# REQUIREMENT
Print nothing except the lines of the listing below from the line with "let (width, height)" to the line with "return Err(ConfigError::InvalidScrollSpeed(self.scroll_speed));", each exactly as written, both ends included.

####

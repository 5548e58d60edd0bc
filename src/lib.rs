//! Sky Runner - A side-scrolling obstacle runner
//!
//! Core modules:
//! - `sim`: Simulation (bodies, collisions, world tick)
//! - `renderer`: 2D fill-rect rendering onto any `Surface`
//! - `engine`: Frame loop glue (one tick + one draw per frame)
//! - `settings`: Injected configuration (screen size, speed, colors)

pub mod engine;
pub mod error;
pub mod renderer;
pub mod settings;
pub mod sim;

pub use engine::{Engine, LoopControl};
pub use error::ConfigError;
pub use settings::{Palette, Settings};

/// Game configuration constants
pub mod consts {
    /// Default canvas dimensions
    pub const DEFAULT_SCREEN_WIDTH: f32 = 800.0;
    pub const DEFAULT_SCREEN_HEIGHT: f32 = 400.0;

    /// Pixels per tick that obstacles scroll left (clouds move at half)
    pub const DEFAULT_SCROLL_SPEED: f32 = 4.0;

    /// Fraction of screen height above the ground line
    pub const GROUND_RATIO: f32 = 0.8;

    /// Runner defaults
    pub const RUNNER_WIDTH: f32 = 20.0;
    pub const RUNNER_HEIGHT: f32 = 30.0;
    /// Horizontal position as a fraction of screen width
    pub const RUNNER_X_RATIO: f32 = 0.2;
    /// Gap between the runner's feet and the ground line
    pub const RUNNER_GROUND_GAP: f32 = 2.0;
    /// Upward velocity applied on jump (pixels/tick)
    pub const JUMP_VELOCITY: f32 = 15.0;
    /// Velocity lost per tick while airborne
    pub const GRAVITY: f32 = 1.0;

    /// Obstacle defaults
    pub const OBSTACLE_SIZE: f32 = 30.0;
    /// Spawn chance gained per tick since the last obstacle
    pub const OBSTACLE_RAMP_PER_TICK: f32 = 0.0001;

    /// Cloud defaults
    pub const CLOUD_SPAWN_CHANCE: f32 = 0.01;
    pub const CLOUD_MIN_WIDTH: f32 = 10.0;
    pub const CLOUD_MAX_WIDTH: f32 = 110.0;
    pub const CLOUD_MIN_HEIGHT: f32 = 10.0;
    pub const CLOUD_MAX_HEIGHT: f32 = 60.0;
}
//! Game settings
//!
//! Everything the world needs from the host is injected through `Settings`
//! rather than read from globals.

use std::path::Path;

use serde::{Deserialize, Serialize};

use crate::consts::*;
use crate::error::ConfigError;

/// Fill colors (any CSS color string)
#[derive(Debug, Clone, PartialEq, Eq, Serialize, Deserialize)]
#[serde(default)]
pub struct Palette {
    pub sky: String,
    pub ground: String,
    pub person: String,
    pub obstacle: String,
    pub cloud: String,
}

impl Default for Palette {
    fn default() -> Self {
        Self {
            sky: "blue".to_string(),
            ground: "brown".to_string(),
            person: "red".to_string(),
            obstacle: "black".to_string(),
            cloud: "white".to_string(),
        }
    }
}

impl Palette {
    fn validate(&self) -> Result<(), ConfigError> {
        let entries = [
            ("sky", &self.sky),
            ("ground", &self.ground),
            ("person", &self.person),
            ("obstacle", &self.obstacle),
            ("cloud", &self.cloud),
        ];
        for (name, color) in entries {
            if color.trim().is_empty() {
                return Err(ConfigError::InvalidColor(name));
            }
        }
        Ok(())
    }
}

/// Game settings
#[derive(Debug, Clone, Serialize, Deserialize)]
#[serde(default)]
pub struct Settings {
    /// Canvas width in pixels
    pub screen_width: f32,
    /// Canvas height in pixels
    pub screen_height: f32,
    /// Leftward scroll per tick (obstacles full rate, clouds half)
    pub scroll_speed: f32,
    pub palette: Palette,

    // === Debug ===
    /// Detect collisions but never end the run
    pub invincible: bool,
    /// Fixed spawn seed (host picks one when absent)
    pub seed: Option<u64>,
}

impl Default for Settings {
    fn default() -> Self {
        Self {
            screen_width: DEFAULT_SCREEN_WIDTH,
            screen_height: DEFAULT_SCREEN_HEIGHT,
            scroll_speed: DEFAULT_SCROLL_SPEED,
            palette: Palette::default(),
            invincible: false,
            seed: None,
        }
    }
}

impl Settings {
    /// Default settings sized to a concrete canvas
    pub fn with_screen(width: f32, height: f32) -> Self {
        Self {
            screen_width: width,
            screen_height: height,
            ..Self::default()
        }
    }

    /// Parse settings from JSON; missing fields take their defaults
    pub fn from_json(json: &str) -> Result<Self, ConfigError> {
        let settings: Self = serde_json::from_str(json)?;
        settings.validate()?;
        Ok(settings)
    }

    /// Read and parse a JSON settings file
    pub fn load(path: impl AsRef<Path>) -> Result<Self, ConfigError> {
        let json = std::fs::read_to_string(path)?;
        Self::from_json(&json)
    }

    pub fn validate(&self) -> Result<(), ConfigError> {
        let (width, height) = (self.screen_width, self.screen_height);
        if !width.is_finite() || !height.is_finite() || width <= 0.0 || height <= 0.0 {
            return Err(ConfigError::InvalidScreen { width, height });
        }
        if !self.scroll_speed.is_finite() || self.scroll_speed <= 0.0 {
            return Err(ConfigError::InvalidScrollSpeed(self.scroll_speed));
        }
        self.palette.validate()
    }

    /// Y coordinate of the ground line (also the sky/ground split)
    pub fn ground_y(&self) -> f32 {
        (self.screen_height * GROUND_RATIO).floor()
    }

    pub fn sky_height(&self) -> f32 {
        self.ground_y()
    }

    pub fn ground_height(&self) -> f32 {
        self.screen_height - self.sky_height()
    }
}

####

# RESULT FOR THIS TASK
        let (width, height) = (self.screen_width, self.screen_height);
        if !width.is_finite() || !height.is_finite() || width <= 0.0 || height <= 0.0 {
            return Err(ConfigError::InvalidScreen { width, height });
        }
        if !self.scroll_speed.is_finite() || self.scroll_speed <= 0.0 {
            return Err(ConfigError::InvalidScrollSpeed(self.scroll_speed));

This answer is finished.